針の具合も良い感じで、気持ち良く羊毛を刺していると手元に少しだけ影が差す。
『楽しそうだな』
「はい。これが中々楽しいんです」
振り向けば氷輪様がいらしてた。
今日のお姿は、黒地に銀糸の唐草のような刺繍の入った長いジャケット、その下は裾の僅かな部分しか見えないけど、白いワンピースのようなお召し物、ズボンも幅広の白いもの……これはアレだ。前世なら「石油王」って言われたら「なるほど」って感じの。

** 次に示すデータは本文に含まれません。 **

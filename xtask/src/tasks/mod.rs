use argh::FromArgs;

use self::{
    format::FormatTask, lint::LintTask, run::RunTask, test::TestTask, version::SetVersionTask,
};

mod format;
mod lint;
mod run;
mod version;

/// Tasks
#[derive(FromArgs, Debug)]
#[argh(subcommand)]
pub(crate) enum Tasks {
    Format(FormatTask),
    Lint(LintTask),
    Test(TestTask),
    Run(RunTask),
    SetVersion(SetVersionTask),
}
//! API crate.
//!
//! Contains functions to communicate with GitHub API.

#![warn(missing_docs)]
#![warn(clippy::all)]

mod auth;
mod errors;
mod github;

pub use errors::GitHubError;
pub use github::GithubApiService;
//! Message templates.
//!
//! Templates contain `{ dotted.path }` placeholders resolved against the raw
//! event payload. Resolution never fails: when a segment cannot be followed,
//! the walk stops and the last value reached is used instead.

use lazy_static::lazy_static;
use regex::Regex;
use serde_json::Value;
use tracing::debug;

lazy_static! {
    static ref PLACEHOLDER_RGX: Regex = Regex::new(r"\{(.*?)\}").unwrap();
}

/// Render a template against an event payload.
pub fn render(payload: &Value, template: &str) -> String {
    let mut message = template.to_string();

    for captures in PLACEHOLDER_RGX.captures_iter(template) {
        let placeholder = &captures[0];
        let path = captures[1].trim();
        let value = resolve_path(payload, path);

        message = message.replacen(placeholder, &value_to_string(value), 1);
    }

    message
}

/// Walk a dotted path into the payload.
///
/// Returns the deepest value reached before the first missing or falsy
/// segment.
pub fn resolve_path<'a>(payload: &'a Value, path: &str) -> &'a Value {
    let mut current = payload;

    for key in path.split('.') {
        match child(current, key) {
            Some(next) => current = next,
            None => {
                debug!(path = path, key = key, "Could not resolve template key");
                break;
            }
        }
    }

    current
}

fn child<'a>(value: &'a Value, key: &str) -> Option<&'a Value> {
    let next = match value {
        Value::Object(map) => map.get(key),
        Value::Array(items) => key.parse::<usize>().ok().and_then(|idx| items.get(idx)),
        _ => None,
    };

    next.filter(|v| is_truthy(v))
}

fn is_truthy(value: &Value) -> bool {
    match value {
        Value::Null => false,
        Value::Bool(b) => *b,
        Value::Number(n) => n.as_f64().map(|f| f != 0.0).unwrap_or(true),
        Value::String(s) => !s.is_empty(),
        Value::Array(_) | Value::Object(_) => true,
    }
}

fn value_to_string(value: &Value) -> String {
    match value {
        Value::String(s) => s.clone(),
        other => other.to_string(),
    }
}
use async_trait::async_trait;
use prnotify_slack::SlackMessage;
use serde_json::Value;
use shaku::{Component, HasComponent, Interface};
use tracing::info;

use super::{
    DetermineNotificationInterface, NotificationDecision, RecordNotificationSentInterface,
    SkipReason,
};
use crate::{CoreContext, Result};

#[derive(Debug, Clone, PartialEq, Eq)]
pub enum ProcessOutcome {
    Skipped(SkipReason),
    Notified(SlackMessage),
}

#[cfg_attr(any(test, feature = "testkit"), mockall::automock)]
#[async_trait]
pub trait ProcessEventInterface: Interface {
    async fn run<'a>(&self, ctx: &CoreContext<'a>, payload: &Value) -> Result<ProcessOutcome>;
}

#[derive(Component)]
#[shaku(interface = ProcessEventInterface)]
pub(crate) struct ProcessEvent;

#[async_trait]
impl ProcessEventInterface for ProcessEvent {
    #[tracing::instrument(skip_all, ret)]
    async fn run<'a>(&self, ctx: &CoreContext<'a>, payload: &Value) -> Result<ProcessOutcome> {
        let determine_notification: &dyn DetermineNotificationInterface =
            ctx.core_module.resolve_ref();

        match determine_notification.run(ctx, payload).await? {
            NotificationDecision::Skip(reason) => {
                info!(reason = ?reason, "No notification to send");
                Ok(ProcessOutcome::Skipped(reason))
            }
            NotificationDecision::Notify(notification) => {
                // Marker is written before the message is sent.
                if let Some(pr_number) = notification.mark_pull_request {
                    let record_notification_sent: &dyn RecordNotificationSentInterface =
                        ctx.core_module.resolve_ref();
                    record_notification_sent.run(ctx, pr_number).await?;
                }

                let message = SlackMessage::from_config(ctx.config, notification.message);
                ctx.notifier_service.send(&message).await?;
                info!(channel = %message.channel, "Notification sent");

                Ok(ProcessOutcome::Notified(message))
            }
        }
    }
}
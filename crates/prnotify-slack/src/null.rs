use async_trait::async_trait;
use tracing::info;

use crate::{NotifierService, Result, SlackMessage};

/// Null notifier: logs messages instead of sending them.
#[derive(Clone, Default)]
pub struct NullNotifierService {
    _private: (),
}

impl NullNotifierService {
    /// Build a null notifier.
    pub fn new() -> Self {
        Self { _private: () }
    }
}

#[async_trait]
impl NotifierService for NullNotifierService {
    async fn send(&self, message: &SlackMessage) -> Result<()> {
        info!(
            channel = %message.channel,
            username = %message.username,
            text = %message.text,
            "Notification not sent (null driver)"
        );

        Ok(())
    }
}
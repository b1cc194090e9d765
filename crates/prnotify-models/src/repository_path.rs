//! Repository types.

use thiserror::Error;

/// Type error.
#[allow(missing_docs)]
#[derive(Debug, Error)]
pub enum RepositoryPathError {
    /// Invalid repository path.
    #[error("Invalid repository path '{}', expected 'owner/name'", path)]
    InvalidRepositoryPath { path: String },
}

/// Repository path.
#[derive(Debug, Clone, PartialEq, Eq)]
pub struct RepositoryPath {
    owner: String,
    name: String,
}

impl RepositoryPath {
    /// Creates a new repository path.
    pub fn new(path: &str) -> Result<Self, RepositoryPathError> {
        let (owner, name) = Self::split_repo_path(path)?;

        Ok(Self {
            owner: owner.into(),
            name: name.into(),
        })
    }

    /// Get owner.
    pub fn owner(&self) -> &str {
        &self.owner
    }

    /// Get name.
    pub fn name(&self) -> &str {
        &self.name
    }

    /// Get full name.
    pub fn full_name(&self) -> String {
        format!("{}/{}", self.owner, self.name)
    }

    fn split_repo_path(repo_path: &str) -> Result<(&str, &str), RepositoryPathError> {
        match repo_path.split_once('/') {
            Some((owner, name))
                if !owner.is_empty() && !name.is_empty() && !name.contains('/') =>
            {
                Ok((owner, name))
            }
            _ => Err(RepositoryPathError::InvalidRepositoryPath {
                path: repo_path.to_string(),
            }),
        }
    }
}

impl From<(&str, &str)> for RepositoryPath {
    fn from((owner, name): (&str, &str)) -> Self {
        Self {
            owner: owner.into(),
            name: name.into(),
        }
    }
}

impl std::fmt::Display for RepositoryPath {
    fn fmt(&self, f: &mut std::fmt::Formatter<'_>) -> std::fmt::Result {
        f.write_str(&self.full_name())
    }
}
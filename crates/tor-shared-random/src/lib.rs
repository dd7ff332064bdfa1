#![cfg_attr(docsrs, feature(doc_auto_cfg, doc_cfg))]
//! The directory-authority shared-random-value (SRV) commit-reveal
//! protocol.
//!
//! A small set of directory authorities cooperatively produce one fresh
//! 256-bit value per protocol run by each committing to a random number,
//! then revealing it once every authority has committed. This crate
//! implements that state machine: the text line codec used on votes and in
//! the persisted state file, the per-round bookkeeping, and the final SRV
//! computation (including the disaster fallback used when too few
//! authorities reveal).
//!
//! It does not implement the voting-round scheduler or the directory-vote
//! transport; callers drive [`state::SrState::tick`] at each round boundary
//! and feed it the commit lines extracted from peer votes.
#![cfg_attr(not(ci_arti_stable), allow(renamed_and_removed_lints))]
#![cfg_attr(not(ci_arti_nightly), allow(unknown_lints))]
#![deny(missing_docs)]
#![warn(noop_method_call)]
#![deny(unreachable_pub)]
#![warn(clippy::all)]
#![deny(clippy::await_holding_lock)]
#![deny(clippy::cast_lossless)]
#![deny(clippy::checked_conversions)]
#![deny(clippy::exhaustive_structs)]
#![deny(clippy::expl_impl_clone_on_copy)]
#![deny(clippy::fallible_impl_from)]
#![deny(clippy::implicit_clone)]
#![deny(clippy::large_stack_arrays)]
#![deny(clippy::missing_docs_in_private_items)]
#![warn(clippy::needless_borrow)]
#![warn(clippy::needless_pass_by_value)]
#![warn(clippy::option_option)]
#![deny(clippy::ref_option_ref)]
#![deny(clippy::unnecessary_wraps)]
#![deny(clippy::unwrap_used)]
#![allow(clippy::uninlined_format_args)]

pub mod commit;
pub mod err;
pub mod persist;
pub mod srv;
pub mod state;

pub use err::Error;
pub use srv::Srv;
pub use state::{Phase, SrState};

/// A `Result` type alias, for convenience.
pub type Result<T> = std::result::Result<T, Error>;
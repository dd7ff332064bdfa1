//! Derive ring indices used to decide which directories are responsible for
//! storing a given onion service descriptor.

use tor_llcrypto::d::Sha3_256;
use tor_llcrypto::pk::ed25519::Ed25519Identity;

use digest::Digest;

use crate::pk::BlindedOnionIdKey;
use crate::time::TimePeriod;

/// The number of independent descriptor replicas a service stores, by
/// default.  See rend-spec-v3 section 2.2.3.
pub const N_REPLICAS_DEFAULT: u64 = 2;

/// The default number of directories, per replica, that a client or service
/// should treat as holding a copy of a descriptor.
pub const SPREAD_STORE_DEFAULT: usize = 3;

/// Compute the index that places a single directory node on the HSDir ring
/// for a given SRV and time period.
///
/// `node_ed25519_id` identifies the node (its relay identity key);
/// `srv` is the 32-byte shared random value currently in use.
pub fn hsdir_index(node_ed25519_id: &Ed25519Identity, srv: &[u8; 32], period: &TimePeriod) -> [u8; 32] {
    let mut hasher = Sha3_256::new();
    hasher.update(b"node-idx");
    hasher.update(node_ed25519_id.as_bytes());
    hasher.update(srv);
    hasher.update(period.interval_num().to_be_bytes());
    hasher.update(u64::from(period.length_in_sec()).to_be_bytes());
    hasher.finalize().into()
}

/// Compute the index at which a service should store the `replica`'th copy
/// of its descriptor, for a given time period.
///
/// `replica` ranges over `1..=N_REPLICAS`.
pub fn hs_index(blinded_pk: &BlindedOnionIdKey, replica: u64, period: &TimePeriod) -> [u8; 32] {
    let mut hasher = Sha3_256::new();
    hasher.update(b"store-at-idx");
    hasher.update(blinded_pk.as_ed25519().as_bytes());
    hasher.update(replica.to_be_bytes());
    hasher.update(u64::from(period.length_in_sec()).to_be_bytes());
    hasher.update(period.interval_num().to_be_bytes());
    hasher.finalize().into()
}

/// Given the consensus nodes eligible to be HSDirs, each paired with its
/// precomputed [`hsdir_index`], return the set of nodes responsible for
/// storing a service's descriptor during `period`.
///
/// `nodes` need not be pre-sorted: this function sorts a copy by index to
/// form the ring.  Nodes are returned in ring order, deduplicated across
/// replicas, for `replica in 1..=n_replicas`, walking `spread_store` unique
/// nodes clockwise from each replica's `hs_index`.
pub fn responsible_hsdirs<'n, T: Clone + Eq>(
    nodes: &'n [(T, [u8; 32])],
    blinded_pk: &BlindedOnionIdKey,
    period: &TimePeriod,
    n_replicas: u64,
    spread_store: usize,
) -> Vec<T> {
    if nodes.is_empty() {
        return Vec::new();
    }

    let mut ring: Vec<&(T, [u8; 32])> = nodes.iter().collect();
    ring.sort_by(|a, b| a.1.cmp(&b.1));

    let mut result = Vec::new();
    for replica in 1..=n_replicas {
        let target = hs_index(blinded_pk, replica, period);
        // Find the first node whose index is >= target; wrap around if none.
        let start = ring
            .partition_point(|(_, idx)| idx < &target)
            % ring.len();

        let mut taken = 0;
        for step in 0..ring.len() {
            let node = ring[(start + step) % ring.len()];
            if !result.iter().any(|n: &T| n == &node.0) {
                result.push(node.0.clone());
                taken += 1;
            }
            if taken >= spread_store {
                break;
            }
        }
    }
    result
}

#[cfg(test)]
mod test {
    // @@ begin test lint list maintained by maint/add_warning @@
    #![allow(clippy::bool_assert_comparison)]
    #![allow(clippy::clone_on_copy)]
    #![allow(clippy::dbg_macro)]
    #![allow(clippy::print_stderr)]
    #![allow(clippy::print_stdout)]
    #![allow(clippy::single_char_pattern)]
    #![allow(clippy::unwrap_used)]
    #![allow(clippy::unchecked_duration_subtraction)]
    #![allow(clippy::useless_vec)]
    #![allow(clippy::needless_pass_by_value)]
    //! <!-- @@ end test lint list maintained by maint/add_warning @@ -->
    use super::*;
    use crate::pk::OnionIdKey;
    use rand::{rngs::StdRng, SeedableRng};
    use std::time::SystemTime;
    use tor_llcrypto::pk::ed25519::Keypair;

    fn period() -> TimePeriod {
        TimePeriod::new(crate::time::DEFAULT_TIME_PERIOD_LENGTH, SystemTime::now())
    }

    #[test]
    fn hsdir_index_is_deterministic() {
        let id = Ed25519Identity::new([7; 32]);
        let srv = [9_u8; 32];
        let p = period();
        assert_eq!(hsdir_index(&id, &srv, &p), hsdir_index(&id, &srv, &p));

        let other_srv = [10_u8; 32];
        assert_ne!(hsdir_index(&id, &srv, &p), hsdir_index(&id, &other_srv, &p));
    }

    #[test]
    fn responsible_hsdirs_returns_unique_nodes_in_ring_order() {
        let mut rng = StdRng::seed_from_u64(0xabba);
        let id_key = OnionIdKey::new(Keypair::generate(&mut rng).verifying_key());
        let p = period();
        let (blinded, _) = id_key.compute_blinded_key(&p);

        let srv = [3_u8; 32];
        let nodes: Vec<(u32, [u8; 32])> = (0..20)
            .map(|i| {
                let id = Ed25519Identity::new([i as u8; 32]);
                (i, hsdir_index(&id, &srv, &p))
            })
            .collect();

        let selected = responsible_hsdirs(&nodes, &blinded, &p, N_REPLICAS_DEFAULT, SPREAD_STORE_DEFAULT);
        assert!(!selected.is_empty());
        assert!(selected.len() <= (N_REPLICAS_DEFAULT as usize) * SPREAD_STORE_DEFAULT);

        let mut seen = std::collections::HashSet::new();
        for n in &selected {
            assert!(seen.insert(*n), "node {n} selected twice");
        }
    }

    #[test]
    fn responsible_hsdirs_empty_ring() {
        let mut rng = StdRng::seed_from_u64(1);
        let id_key = OnionIdKey::new(Keypair::generate(&mut rng).verifying_key());
        let p = period();
        let (blinded, _) = id_key.compute_blinded_key(&p);
        let nodes: Vec<(u32, [u8; 32])> = Vec::new();
        assert!(responsible_hsdirs(&nodes, &blinded, &p, N_REPLICAS_DEFAULT, SPREAD_STORE_DEFAULT).is_empty());
    }
}
//! Client-side introduction and rendezvous flow, per §4.D "Client
//! introduction".
//!
//! This module tracks the state of one attempt to reach a service through a
//! single (intro point, rendezvous point) pair. It does not choose intro
//! points, build circuits, or perform the ntor handshake itself — callers
//! supply those as already-available ingredients and drive this state
//! machine forward as circuit/cell events arrive.

use rand::RngCore;
use safelog::Sensitive;
use tracing::{debug, warn};

use tor_bytes::{EncodeResult, Writer as _};
use tor_cell::relaycell::hs::intro_payload::{IntroduceHandshakePayload, LinkSpecifier, OnionKey};
use tor_cell::relaycell::hs::IntroduceAckStatus;
use tor_hscrypto::ops::hs_mac;
use tor_hscrypto::pk::OnionIdKey;
use tor_hscrypto::{RendCookie, Subcredential};

use crate::circuit::{CircuitIdentifier, ClientCircPurpose, RendNtorHandshakeInfo, StreamCounter};
use crate::err::{AttemptError, ClientConnError};
use crate::timeouts::MAX_REND_TIMEOUT;

/// Length in bytes of a rendezvous cookie (§4.D step 4).
pub const REND_COOKIE_LEN: usize = 20;

/// Generate a fresh, uniformly random rendezvous cookie.
pub fn fresh_rend_cookie<R: RngCore>(rng: &mut R) -> RendCookie {
    let mut bytes = [0_u8; REND_COOKIE_LEN];
    rng.fill_bytes(&mut bytes);
    RendCookie::from(bytes)
}

/// One attempt to introduce to, and rendezvous with, a service using a
/// particular (intro point, rendezvous point) pair.
#[derive(educe::Educe)]
#[educe(Debug)]
pub struct ClientAttempt {
    /// Current state of the intro half of the attempt.
    intro_state: ClientCircPurpose,
    /// Current state of the rendezvous half of the attempt.
    rend_state: ClientCircPurpose,
    /// The cookie this attempt's rendezvous circuit was established with.
    #[educe(Debug(ignore))]
    cookie: RendCookie,
    /// True once `ESTABLISH_RENDEZVOUS` has been acknowledged.
    rend_established: bool,
    /// `timestamp_dirty`: set when `INTRODUCE1` is sent, used by the caller
    /// to enforce [`MAX_REND_TIMEOUT`].
    introduced_at: Option<std::time::Instant>,
    /// This attempt's rendezvous circuit identifier (§3 "Circuit
    /// identifier"), carrying the service identity and (once available) the
    /// rendezvous ntor handshake material forward to whatever circuit
    /// ultimately reaches `C_REND_JOINED`.
    identifier: CircuitIdentifier,
}

impl ClientAttempt {
    /// Start a new attempt with a freshly generated rendezvous cookie, to
    /// reach the service identified by `service_id`.
    pub fn new<R: RngCore>(rng: &mut R, service_id: OnionIdKey) -> Self {
        let cookie = fresh_rend_cookie(rng);
        ClientAttempt {
            intro_state: ClientCircPurpose::Introducing,
            rend_state: ClientCircPurpose::EstablishRend,
            cookie,
            rend_established: false,
            introduced_at: None,
            identifier: CircuitIdentifier::RendezvousClient {
                service_id,
                cookie,
                ntor: RendNtorHandshakeInfo { seed: Vec::new() },
                stream_ctr: StreamCounter::new(),
            },
        }
    }

    /// The rendezvous cookie chosen for this attempt.
    pub fn cookie(&self) -> RendCookie {
        self.cookie
    }

    /// This attempt's rendezvous circuit identifier.
    pub fn identifier(&self) -> &CircuitIdentifier {
        &self.identifier
    }

    /// Record the rendezvous ntor handshake seed once the caller's circuit
    /// layer has completed it, carrying it forward into this attempt's
    /// rendezvous circuit identifier (§3 step 6: the descriptor's keys are
    /// "copied into the rend circuit's identifier").
    pub fn set_rend_ntor_seed(&mut self, seed: Vec<u8>) {
        if let CircuitIdentifier::RendezvousClient { ntor, .. } = &mut self.identifier {
            ntor.seed = seed;
        }
    }

    /// Current purpose of the intro-side circuit.
    pub fn intro_state(&self) -> ClientCircPurpose {
        self.intro_state
    }

    /// Current purpose of the rendezvous-side circuit.
    pub fn rend_state(&self) -> ClientCircPurpose {
        self.rend_state
    }

    /// Record that the rendezvous point acknowledged `ESTABLISH_RENDEZVOUS`
    /// (§4.D step 4).
    pub fn on_rendezvous_established(&mut self) {
        self.rend_established = true;
        if self.rend_state == ClientCircPurpose::EstablishRend {
            self.rend_state = ClientCircPurpose::RendReady;
            debug!(
                cookie = ?Sensitive::new(self.cookie),
                "rendezvous point acknowledged ESTABLISH_RENDEZVOUS"
            );
        }
    }

    /// Build the plaintext `INTRODUCE1` payload for this attempt, per §4.D
    /// steps 5-6: the ntor-handshake onion key half, this attempt's
    /// rendezvous cookie, and the rendezvous point's link specifiers,
    /// authenticated with a MAC keyed on `subcredential` so the
    /// introduction point's relay of `INTRODUCE2` is bound to this
    /// service's current descriptor epoch.
    ///
    /// Returns the encoded payload; the caller's circuit layer is
    /// responsible for the surrounding hs-ntor encryption and for actually
    /// sending the cell.
    pub fn build_introduce1(
        &self,
        onion_key: OnionKey,
        link_specifiers: Vec<LinkSpecifier>,
        subcredential: &Subcredential,
    ) -> EncodeResult<Vec<u8>> {
        let payload = IntroduceHandshakePayload::new(self.cookie, onion_key, link_specifiers);
        let mut encoded = Vec::new();
        encoded.write(&payload)?;
        let mac = hs_mac(&subcredential.as_ref()[..], &encoded);
        encoded.extend_from_slice(&mac.as_ref()[..]);
        debug!(
            cookie = ?Sensitive::new(self.cookie),
            len = encoded.len(),
            "built INTRODUCE1 payload"
        );
        Ok(encoded)
    }

    /// Record that `INTRODUCE1` has been sent (§4.D step 6): transition the
    /// intro circuit to `C_INTRODUCE_ACK_WAIT` and note the time, so the
    /// caller can later check [`Self::introduce_ack_timed_out`].
    pub fn on_introduce_sent(&mut self, now: std::time::Instant) {
        self.intro_state = ClientCircPurpose::IntroduceAckWait;
        self.introduced_at = Some(now);
        debug!(cookie = ?Sensitive::new(self.cookie), "sent INTRODUCE1, awaiting ack");
    }

    /// True if we've been waiting in `C_INTRODUCE_ACK_WAIT` longer than
    /// [`MAX_REND_TIMEOUT`], as of `now`.
    pub fn introduce_ack_timed_out(&self, now: std::time::Instant) -> bool {
        matches!(self.introduced_at, Some(t) if now.duration_since(t) > MAX_REND_TIMEOUT)
    }

    /// Process an `INTRODUCE_ACK`, per §4.D step 7.
    ///
    /// On success, the rendezvous circuit becomes ready to complete (or, if
    /// the rendezvous point was already acknowledged, immediately ready to
    /// finish the ntor handshake) and the intro circuit should be closed by
    /// the caller. On failure, the intro circuit reverts to `C_INTRODUCING`
    /// so the caller may retry with a fresh `INTRODUCE1` attempt, and an
    /// error describing the NAK is returned.
    pub fn on_introduce_ack(&mut self, status: IntroduceAckStatus) -> Result<(), AttemptError> {
        if status == IntroduceAckStatus::SUCCESS {
            self.rend_state = self
                .rend_state
                .on_introduce_ack_success(self.rend_established);
            self.intro_state = ClientCircPurpose::IntroduceAcked;
            debug!(cookie = ?Sensitive::new(self.cookie), "introduction acknowledged");
            Ok(())
        } else {
            self.intro_state = ClientCircPurpose::Introducing;
            warn!(?status, "introduction point rejected INTRODUCE1");
            Err(AttemptError::Nacked(status))
        }
    }

    /// Process a successful `RENDEZVOUS2` (§4.D step 8): complete the ntor
    /// handshake (performed by the caller) and finalize this circuit's
    /// purpose.
    pub fn on_rendezvous_joined(&mut self) {
        self.rend_state = ClientCircPurpose::RendJoined;
        debug!(cookie = ?Sensitive::new(self.cookie), "rendezvous circuit joined");
    }

    /// True once the rendezvous circuit is ready to carry application
    /// streams.
    pub fn is_joined(&self) -> bool {
        self.rend_state == ClientCircPurpose::RendJoined
    }
}

/// A client's attempts across multiple introduction points, tracking the
/// exhausted set so a caller can surface [`ClientConnError::AllAttemptsFailed`]
/// once every usable introduction point has been tried (§4.D "Failure
/// semantics", permanent case).
#[derive(Default)]
pub struct ClientConnAttempts {
    /// Errors encountered so far, one per introduction point tried.
    failures: Vec<AttemptError>,
}

impl ClientConnAttempts {
    /// Start tracking a fresh connection attempt.
    pub fn new() -> Self {
        Self::default()
    }

    /// Record that an attempt against one introduction point failed.
    pub fn record_failure(&mut self, err: AttemptError) {
        warn!(error = %err, attempt = self.failures.len() + 1, "introduction attempt failed");
        self.failures.push(err);
    }

    /// Build the final error once every introduction point has been tried
    /// without success.
    pub fn into_exhausted_error(self) -> ClientConnError {
        warn!(attempts = self.failures.len(), "exhausted every introduction point");
        let mut retry = retry_error::RetryError::in_attempt_to("introduce to onion service");
        for f in self.failures {
            retry.push(f);
        }
        ClientConnError::AllAttemptsFailed(retry)
    }
}

#[cfg(test)]
mod test {
    // @@ begin test lint list maintained by maint/add_warning @@
    #![allow(clippy::bool_assert_comparison)]
    #![allow(clippy::clone_on_copy)]
    #![allow(clippy::dbg_macro)]
    #![allow(clippy::print_stderr)]
    #![allow(clippy::print_stdout)]
    #![allow(clippy::single_char_pattern)]
    #![allow(clippy::unwrap_used)]
    #![allow(clippy::unchecked_duration_subtraction)]
    #![allow(clippy::useless_vec)]
    #![allow(clippy::needless_pass_by_value)]
    //! <!-- @@ end test lint list maintained by maint/add_warning @@ -->
    use super::*;
    use rand::{rngs::StdRng, SeedableRng};
    use tor_llcrypto::pk::ed25519::Keypair;

    fn service_id(seed: u64) -> OnionIdKey {
        let mut rng = StdRng::seed_from_u64(seed);
        OnionIdKey::new(Keypair::generate(&mut rng).verifying_key())
    }

    #[test]
    fn happy_path_reaches_joined() {
        let mut rng = StdRng::seed_from_u64(1);
        let mut attempt = ClientAttempt::new(&mut rng, service_id(101));
        assert_eq!(attempt.intro_state(), ClientCircPurpose::Introducing);

        attempt.on_rendezvous_established();
        assert_eq!(attempt.rend_state(), ClientCircPurpose::RendReady);

        attempt.on_introduce_sent(std::time::Instant::now());
        assert_eq!(attempt.intro_state(), ClientCircPurpose::IntroduceAckWait);

        attempt
            .on_introduce_ack(IntroduceAckStatus::SUCCESS)
            .unwrap();
        assert_eq!(attempt.rend_state(), ClientCircPurpose::RendReadyIntroAcked);

        attempt.set_rend_ntor_seed(vec![9; 32]);
        attempt.on_rendezvous_joined();
        assert!(attempt.is_joined());
        match attempt.identifier() {
            CircuitIdentifier::RendezvousClient { ntor, .. } => assert_eq!(ntor.seed, vec![9; 32]),
            other => panic!("unexpected identifier variant: {other:?}"),
        }
    }

    #[test]
    fn nack_reverts_to_introducing() {
        let mut rng = StdRng::seed_from_u64(2);
        let mut attempt = ClientAttempt::new(&mut rng, service_id(102));
        attempt.on_introduce_sent(std::time::Instant::now());
        let err = attempt
            .on_introduce_ack(IntroduceAckStatus::NOT_RECOGNIZED)
            .unwrap_err();
        assert!(matches!(err, AttemptError::Nacked(_)));
        assert_eq!(attempt.intro_state(), ClientCircPurpose::Introducing);
    }

    #[test]
    fn ack_before_rend_ready_waits_for_rendezvous() {
        let mut rng = StdRng::seed_from_u64(3);
        let mut attempt = ClientAttempt::new(&mut rng, service_id(103));
        attempt.on_introduce_sent(std::time::Instant::now());
        attempt
            .on_introduce_ack(IntroduceAckStatus::SUCCESS)
            .unwrap();
        // Rendezvous point hasn't acked yet: purpose should just record the ack.
        assert_eq!(attempt.rend_state(), ClientCircPurpose::IntroduceAcked);
    }

    #[test]
    fn build_introduce1_embeds_cookie_and_authenticates_with_subcredential() {
        let mut rng = StdRng::seed_from_u64(4);
        let attempt = ClientAttempt::new(&mut rng, service_id(104));
        let onion_key = OnionKey::NtorOnionKey([7_u8; 32].into());
        let link_specifiers = vec![LinkSpecifier::new(0, vec![1, 2, 3, 4])];
        let subcred = Subcredential::from([0x55_u8; 32]);

        let encoded = attempt
            .build_introduce1(onion_key, link_specifiers, &subcred)
            .unwrap();

        let mut reader = tor_bytes::Reader::from_slice(&encoded);
        let _payload: IntroduceHandshakePayload = reader.extract().unwrap();
        // The MAC tag follows the encoded payload and authenticates it under
        // the subcredential; a different subcredential must not validate.
        let other_subcred = Subcredential::from([0xaa_u8; 32]);
        let other = attempt
            .build_introduce1(
                OnionKey::NtorOnionKey([7_u8; 32].into()),
                vec![LinkSpecifier::new(0, vec![1, 2, 3, 4])],
                &other_subcred,
            )
            .unwrap();
        assert_ne!(encoded, other);
    }

    #[test]
    fn exhausted_attempts_produce_retry_error() {
        let mut attempts = ClientConnAttempts::new();
        attempts.record_failure(AttemptError::IntroUnreachable);
        attempts.record_failure(AttemptError::Timeout);
        let err = attempts.into_exhausted_error();
        assert!(matches!(err, ClientConnError::AllAttemptsFailed(_)));
    }
}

頭部の被り物はしてないけど、何となく日本人が石油王に抱くイメージていう?
『今日は何をしている?』
「えんちゃん様に差し上げるぬいぐるみというか、それっぽいものを作るための準備です」
『ふむ。見せよ』
「はい。もしもご興味がおありでしたら、一緒にいかがです?」
『良いのか?』
「はい!」
道具と羊毛を差し出すと、氷輪様が私の隣に椅子を持って来て座られる。
そうして受け取った道具を興味深げに眺めると『どうするのだ?』と仰った。
そうだな。私達が作るのもだけど、自分のために大好きなお兄様やお姉様がぬいぐるみを作ってくれたと知ったら、えんちゃん様はもっと嬉しいだろう。
姫君にも聞いてみようか?
そう考えながら、私は氷輪様の分の羊毛を取り出した。
お読みいただいてありがとうございました。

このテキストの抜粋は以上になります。